DATASET Block Start

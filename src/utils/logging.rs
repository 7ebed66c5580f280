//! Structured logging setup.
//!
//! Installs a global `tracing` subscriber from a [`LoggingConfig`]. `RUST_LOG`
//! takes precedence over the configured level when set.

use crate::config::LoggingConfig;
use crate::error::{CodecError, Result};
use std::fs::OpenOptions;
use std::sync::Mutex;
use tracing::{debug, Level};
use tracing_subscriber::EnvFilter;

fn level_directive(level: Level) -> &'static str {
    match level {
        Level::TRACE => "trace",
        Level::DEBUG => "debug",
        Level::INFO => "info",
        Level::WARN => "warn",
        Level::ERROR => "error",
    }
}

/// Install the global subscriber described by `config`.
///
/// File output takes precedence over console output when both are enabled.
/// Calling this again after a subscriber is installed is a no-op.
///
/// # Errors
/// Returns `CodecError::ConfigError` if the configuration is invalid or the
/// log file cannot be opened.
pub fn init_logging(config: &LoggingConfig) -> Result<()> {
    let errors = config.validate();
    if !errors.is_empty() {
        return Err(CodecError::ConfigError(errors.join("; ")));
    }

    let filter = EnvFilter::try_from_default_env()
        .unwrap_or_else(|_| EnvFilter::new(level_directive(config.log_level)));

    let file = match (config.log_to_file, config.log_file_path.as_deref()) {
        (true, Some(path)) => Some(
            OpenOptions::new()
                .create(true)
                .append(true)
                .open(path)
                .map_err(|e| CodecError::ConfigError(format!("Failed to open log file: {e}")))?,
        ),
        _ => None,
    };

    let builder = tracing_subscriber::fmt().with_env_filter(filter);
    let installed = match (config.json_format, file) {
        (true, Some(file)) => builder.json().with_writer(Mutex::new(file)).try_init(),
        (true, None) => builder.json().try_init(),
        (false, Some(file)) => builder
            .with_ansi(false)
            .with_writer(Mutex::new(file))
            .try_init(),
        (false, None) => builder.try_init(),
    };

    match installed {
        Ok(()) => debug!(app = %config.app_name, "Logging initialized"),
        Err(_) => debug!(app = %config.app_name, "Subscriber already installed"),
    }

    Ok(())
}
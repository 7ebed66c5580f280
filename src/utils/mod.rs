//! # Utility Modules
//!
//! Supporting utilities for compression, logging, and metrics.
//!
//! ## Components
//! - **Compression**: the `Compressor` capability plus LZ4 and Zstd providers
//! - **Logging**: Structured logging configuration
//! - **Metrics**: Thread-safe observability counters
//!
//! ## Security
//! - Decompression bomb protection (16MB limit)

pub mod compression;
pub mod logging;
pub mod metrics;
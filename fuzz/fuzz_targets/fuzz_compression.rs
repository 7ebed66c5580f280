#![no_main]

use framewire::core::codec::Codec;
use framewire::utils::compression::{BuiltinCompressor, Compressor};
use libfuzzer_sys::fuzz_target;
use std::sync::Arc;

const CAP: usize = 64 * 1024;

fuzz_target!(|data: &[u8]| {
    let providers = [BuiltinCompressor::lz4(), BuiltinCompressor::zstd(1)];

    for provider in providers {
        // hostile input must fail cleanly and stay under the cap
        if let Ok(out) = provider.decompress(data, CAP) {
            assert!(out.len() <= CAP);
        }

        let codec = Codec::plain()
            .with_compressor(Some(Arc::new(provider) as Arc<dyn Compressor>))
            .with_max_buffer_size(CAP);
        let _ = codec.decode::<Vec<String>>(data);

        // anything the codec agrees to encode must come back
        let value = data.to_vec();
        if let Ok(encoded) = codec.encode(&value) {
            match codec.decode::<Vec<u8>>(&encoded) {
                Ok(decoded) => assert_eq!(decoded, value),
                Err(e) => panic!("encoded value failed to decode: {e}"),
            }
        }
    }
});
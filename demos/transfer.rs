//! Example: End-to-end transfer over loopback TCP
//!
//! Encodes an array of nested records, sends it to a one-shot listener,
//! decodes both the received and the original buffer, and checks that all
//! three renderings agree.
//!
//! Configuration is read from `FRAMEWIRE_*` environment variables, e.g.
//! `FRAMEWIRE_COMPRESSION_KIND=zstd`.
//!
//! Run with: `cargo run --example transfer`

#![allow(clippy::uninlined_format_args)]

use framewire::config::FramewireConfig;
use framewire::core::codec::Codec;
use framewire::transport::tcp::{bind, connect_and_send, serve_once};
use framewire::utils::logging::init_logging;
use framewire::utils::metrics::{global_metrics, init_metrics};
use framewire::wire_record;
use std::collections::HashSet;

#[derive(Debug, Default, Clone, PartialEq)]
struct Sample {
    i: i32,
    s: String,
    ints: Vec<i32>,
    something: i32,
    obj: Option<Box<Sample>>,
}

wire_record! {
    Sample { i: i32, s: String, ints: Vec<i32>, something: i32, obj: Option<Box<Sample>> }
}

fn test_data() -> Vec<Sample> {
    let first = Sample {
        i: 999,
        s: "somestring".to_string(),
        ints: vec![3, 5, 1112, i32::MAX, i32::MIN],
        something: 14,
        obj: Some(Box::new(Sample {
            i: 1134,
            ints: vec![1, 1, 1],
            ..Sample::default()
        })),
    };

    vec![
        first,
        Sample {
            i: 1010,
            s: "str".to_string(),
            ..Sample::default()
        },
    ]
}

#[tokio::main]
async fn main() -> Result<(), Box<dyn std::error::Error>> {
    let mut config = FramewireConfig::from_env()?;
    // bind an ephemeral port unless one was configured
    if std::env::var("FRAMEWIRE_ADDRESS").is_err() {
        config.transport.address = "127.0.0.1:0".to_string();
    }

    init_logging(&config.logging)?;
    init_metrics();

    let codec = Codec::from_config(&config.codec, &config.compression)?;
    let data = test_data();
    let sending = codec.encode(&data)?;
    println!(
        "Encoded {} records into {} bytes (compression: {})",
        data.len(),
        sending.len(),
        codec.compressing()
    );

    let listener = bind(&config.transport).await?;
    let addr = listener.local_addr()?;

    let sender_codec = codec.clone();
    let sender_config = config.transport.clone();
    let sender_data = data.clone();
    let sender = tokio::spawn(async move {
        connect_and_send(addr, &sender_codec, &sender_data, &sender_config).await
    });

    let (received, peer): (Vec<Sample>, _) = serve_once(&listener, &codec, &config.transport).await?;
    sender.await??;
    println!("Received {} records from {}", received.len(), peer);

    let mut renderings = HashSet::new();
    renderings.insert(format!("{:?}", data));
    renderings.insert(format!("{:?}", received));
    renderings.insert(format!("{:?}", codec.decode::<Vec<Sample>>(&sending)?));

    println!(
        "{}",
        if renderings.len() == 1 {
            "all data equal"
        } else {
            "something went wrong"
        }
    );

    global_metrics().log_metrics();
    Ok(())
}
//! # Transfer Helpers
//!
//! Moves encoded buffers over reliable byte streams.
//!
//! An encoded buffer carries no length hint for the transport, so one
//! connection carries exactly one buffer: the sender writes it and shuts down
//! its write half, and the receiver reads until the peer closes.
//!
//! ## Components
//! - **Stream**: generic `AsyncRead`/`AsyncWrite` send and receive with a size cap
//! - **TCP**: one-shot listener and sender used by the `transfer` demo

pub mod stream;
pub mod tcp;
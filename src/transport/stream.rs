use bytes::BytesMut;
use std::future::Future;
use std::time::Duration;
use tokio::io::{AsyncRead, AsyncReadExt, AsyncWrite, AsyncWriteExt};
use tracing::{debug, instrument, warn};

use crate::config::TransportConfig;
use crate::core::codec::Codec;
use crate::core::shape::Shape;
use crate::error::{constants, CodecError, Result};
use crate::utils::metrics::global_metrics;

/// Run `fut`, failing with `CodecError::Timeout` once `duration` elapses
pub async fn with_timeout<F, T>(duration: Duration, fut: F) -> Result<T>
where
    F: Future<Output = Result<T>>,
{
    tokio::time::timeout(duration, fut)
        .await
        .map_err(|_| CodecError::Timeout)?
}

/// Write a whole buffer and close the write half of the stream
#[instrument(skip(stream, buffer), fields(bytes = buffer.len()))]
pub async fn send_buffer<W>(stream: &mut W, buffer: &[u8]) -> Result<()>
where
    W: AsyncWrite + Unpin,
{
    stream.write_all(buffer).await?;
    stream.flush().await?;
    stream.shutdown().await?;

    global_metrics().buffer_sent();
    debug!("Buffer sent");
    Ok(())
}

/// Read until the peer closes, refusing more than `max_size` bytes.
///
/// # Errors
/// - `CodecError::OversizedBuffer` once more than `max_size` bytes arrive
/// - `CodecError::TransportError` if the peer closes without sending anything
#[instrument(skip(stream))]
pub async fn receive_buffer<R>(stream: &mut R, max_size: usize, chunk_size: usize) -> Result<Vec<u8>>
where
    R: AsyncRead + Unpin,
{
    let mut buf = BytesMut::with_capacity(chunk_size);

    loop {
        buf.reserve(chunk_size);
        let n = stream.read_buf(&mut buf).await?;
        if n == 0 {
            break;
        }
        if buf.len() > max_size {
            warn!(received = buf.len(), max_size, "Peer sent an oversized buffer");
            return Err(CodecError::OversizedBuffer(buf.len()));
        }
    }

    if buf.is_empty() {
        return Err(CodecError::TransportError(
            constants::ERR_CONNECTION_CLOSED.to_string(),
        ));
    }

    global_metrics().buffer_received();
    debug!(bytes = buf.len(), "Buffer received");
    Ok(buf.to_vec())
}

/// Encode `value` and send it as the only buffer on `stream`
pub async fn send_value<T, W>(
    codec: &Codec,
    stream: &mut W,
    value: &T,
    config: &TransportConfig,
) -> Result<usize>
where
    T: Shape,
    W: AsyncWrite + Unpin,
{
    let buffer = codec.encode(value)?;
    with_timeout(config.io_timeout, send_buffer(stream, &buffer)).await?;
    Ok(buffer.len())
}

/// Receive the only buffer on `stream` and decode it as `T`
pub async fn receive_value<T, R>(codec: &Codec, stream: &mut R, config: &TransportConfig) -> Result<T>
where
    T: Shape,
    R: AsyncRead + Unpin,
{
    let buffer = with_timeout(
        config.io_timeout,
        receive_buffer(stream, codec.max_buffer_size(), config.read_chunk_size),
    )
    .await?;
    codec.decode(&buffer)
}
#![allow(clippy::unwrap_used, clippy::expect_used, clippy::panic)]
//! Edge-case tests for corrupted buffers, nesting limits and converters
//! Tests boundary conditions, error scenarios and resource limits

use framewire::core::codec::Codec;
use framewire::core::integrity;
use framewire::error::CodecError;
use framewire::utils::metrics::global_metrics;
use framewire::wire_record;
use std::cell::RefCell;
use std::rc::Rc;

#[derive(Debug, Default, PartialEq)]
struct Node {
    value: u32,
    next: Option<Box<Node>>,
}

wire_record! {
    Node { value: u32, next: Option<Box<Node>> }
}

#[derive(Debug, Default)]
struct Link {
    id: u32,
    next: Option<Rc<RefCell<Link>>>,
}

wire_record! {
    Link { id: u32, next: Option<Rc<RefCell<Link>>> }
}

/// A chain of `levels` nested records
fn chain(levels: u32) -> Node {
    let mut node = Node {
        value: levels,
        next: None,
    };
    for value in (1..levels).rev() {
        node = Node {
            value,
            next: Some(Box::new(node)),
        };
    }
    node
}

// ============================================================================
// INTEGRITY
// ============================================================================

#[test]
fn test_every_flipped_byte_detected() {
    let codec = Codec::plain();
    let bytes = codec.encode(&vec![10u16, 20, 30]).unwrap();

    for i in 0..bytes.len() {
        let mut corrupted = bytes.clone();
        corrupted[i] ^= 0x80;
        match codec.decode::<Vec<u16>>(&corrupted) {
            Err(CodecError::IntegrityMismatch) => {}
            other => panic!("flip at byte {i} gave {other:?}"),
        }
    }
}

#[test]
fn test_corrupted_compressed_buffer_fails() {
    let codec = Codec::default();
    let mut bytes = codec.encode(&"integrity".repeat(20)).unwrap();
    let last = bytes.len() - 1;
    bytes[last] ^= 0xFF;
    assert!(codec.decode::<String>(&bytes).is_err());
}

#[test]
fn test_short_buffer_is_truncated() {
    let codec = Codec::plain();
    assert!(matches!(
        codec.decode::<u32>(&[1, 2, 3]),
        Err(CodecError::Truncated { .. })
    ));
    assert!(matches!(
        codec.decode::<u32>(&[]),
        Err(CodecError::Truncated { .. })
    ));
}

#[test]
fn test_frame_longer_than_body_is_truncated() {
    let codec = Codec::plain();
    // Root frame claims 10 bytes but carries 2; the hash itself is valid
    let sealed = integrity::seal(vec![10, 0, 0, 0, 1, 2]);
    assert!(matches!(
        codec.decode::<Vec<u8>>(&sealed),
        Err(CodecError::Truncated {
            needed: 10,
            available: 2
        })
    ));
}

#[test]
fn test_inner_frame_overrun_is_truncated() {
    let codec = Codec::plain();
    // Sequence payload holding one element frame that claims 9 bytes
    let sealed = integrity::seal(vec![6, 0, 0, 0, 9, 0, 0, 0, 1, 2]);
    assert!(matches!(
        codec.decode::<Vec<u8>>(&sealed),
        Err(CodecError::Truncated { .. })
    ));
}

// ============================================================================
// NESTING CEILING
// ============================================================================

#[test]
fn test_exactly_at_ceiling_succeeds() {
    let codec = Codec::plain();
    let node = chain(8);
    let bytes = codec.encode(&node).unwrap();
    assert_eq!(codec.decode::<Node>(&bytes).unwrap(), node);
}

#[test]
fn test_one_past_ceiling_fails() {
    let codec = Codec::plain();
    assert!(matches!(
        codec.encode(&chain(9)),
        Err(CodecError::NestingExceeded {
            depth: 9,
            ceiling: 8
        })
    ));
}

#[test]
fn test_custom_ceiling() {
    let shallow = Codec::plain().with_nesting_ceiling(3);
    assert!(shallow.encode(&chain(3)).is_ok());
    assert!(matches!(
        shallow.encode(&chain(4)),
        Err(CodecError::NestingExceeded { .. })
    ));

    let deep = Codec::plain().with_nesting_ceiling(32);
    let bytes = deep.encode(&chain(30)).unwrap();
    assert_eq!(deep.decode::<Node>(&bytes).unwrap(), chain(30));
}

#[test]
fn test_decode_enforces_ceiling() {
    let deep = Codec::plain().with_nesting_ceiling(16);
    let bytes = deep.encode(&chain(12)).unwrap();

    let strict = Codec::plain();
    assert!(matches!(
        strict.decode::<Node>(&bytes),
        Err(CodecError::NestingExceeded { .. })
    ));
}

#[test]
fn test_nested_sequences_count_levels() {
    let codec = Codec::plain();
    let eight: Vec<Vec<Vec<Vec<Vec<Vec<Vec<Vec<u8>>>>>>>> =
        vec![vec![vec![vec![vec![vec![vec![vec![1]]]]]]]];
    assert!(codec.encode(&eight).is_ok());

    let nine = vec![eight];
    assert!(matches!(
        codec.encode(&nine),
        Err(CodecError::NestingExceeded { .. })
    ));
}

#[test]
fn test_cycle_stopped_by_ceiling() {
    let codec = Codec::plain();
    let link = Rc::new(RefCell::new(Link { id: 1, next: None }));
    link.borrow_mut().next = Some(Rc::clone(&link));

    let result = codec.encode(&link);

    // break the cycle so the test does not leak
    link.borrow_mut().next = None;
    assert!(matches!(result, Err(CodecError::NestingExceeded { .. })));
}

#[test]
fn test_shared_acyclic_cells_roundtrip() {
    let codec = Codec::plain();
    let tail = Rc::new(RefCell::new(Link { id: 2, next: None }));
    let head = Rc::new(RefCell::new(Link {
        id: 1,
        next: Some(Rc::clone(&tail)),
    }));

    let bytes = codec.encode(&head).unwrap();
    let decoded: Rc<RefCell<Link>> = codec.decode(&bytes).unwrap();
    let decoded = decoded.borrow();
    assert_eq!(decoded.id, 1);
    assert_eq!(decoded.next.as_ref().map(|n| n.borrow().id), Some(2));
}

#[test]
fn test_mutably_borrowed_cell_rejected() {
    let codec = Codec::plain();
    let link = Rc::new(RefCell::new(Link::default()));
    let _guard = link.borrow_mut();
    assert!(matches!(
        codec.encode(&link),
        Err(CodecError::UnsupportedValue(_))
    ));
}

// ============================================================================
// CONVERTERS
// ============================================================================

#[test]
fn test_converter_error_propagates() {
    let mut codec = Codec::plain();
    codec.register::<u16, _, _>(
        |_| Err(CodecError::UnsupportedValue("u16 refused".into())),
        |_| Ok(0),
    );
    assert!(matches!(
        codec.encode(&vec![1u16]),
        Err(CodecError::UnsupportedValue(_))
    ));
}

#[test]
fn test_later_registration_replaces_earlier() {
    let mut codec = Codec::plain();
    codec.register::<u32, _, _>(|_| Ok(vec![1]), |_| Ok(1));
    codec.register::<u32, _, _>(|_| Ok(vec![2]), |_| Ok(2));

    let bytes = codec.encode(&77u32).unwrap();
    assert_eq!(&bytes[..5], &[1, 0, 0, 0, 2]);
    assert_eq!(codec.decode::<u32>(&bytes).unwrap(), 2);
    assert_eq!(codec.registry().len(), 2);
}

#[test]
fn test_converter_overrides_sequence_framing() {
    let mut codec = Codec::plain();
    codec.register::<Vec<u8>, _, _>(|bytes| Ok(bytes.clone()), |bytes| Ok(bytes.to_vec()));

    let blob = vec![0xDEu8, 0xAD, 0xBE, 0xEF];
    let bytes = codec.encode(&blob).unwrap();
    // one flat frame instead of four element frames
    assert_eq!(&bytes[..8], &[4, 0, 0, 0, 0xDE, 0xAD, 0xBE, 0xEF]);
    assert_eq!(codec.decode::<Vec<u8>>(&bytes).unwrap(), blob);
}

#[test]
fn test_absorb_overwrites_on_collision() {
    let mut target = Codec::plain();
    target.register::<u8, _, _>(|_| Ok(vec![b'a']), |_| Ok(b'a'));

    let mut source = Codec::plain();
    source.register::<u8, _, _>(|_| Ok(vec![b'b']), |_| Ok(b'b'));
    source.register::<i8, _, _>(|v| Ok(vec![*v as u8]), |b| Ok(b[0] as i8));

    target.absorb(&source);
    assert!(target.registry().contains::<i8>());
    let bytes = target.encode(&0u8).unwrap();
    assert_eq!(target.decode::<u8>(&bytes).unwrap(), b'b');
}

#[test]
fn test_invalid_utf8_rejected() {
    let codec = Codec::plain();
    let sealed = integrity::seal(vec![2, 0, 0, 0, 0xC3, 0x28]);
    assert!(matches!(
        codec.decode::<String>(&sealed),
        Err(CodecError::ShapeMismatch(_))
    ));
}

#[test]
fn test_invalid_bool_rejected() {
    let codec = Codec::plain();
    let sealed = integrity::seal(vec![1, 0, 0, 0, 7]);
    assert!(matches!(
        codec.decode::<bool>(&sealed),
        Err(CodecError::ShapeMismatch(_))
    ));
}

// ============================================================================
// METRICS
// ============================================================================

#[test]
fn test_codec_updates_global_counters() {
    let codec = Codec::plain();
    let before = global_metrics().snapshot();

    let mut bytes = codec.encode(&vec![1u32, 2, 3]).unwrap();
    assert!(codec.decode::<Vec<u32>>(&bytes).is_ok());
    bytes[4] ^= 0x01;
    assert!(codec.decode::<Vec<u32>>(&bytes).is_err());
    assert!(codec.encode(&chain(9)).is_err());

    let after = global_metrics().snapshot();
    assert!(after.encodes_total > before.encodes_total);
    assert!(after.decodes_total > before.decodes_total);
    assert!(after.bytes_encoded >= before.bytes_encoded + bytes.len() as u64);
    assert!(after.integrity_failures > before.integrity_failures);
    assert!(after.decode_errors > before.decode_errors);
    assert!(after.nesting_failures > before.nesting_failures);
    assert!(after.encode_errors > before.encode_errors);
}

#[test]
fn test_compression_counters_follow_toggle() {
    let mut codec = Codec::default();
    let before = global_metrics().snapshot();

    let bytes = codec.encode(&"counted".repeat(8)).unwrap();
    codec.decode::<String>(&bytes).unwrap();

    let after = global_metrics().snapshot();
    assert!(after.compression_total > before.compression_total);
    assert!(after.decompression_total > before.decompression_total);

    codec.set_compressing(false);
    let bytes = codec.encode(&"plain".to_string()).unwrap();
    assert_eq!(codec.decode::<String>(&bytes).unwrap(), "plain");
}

DATASET Block End

■ WHAT IS NEEDED
Given the records above, restate word for word only the lines starting at the one with "pub async fn receive_buffer<R>(stream: &mut" and ending at the one with "buf.reserve(chunk_size);".

■ WRITTEN SOLUTION
pub async fn receive_buffer<R>(stream: &mut R, max_size: usize, chunk_size: usize) -> Result<Vec<u8>>
where
    R: AsyncRead + Unpin,
{
    let mut buf = BytesMut::with_capacity(chunk_size);

    loop {
        buf.reserve(chunk_size);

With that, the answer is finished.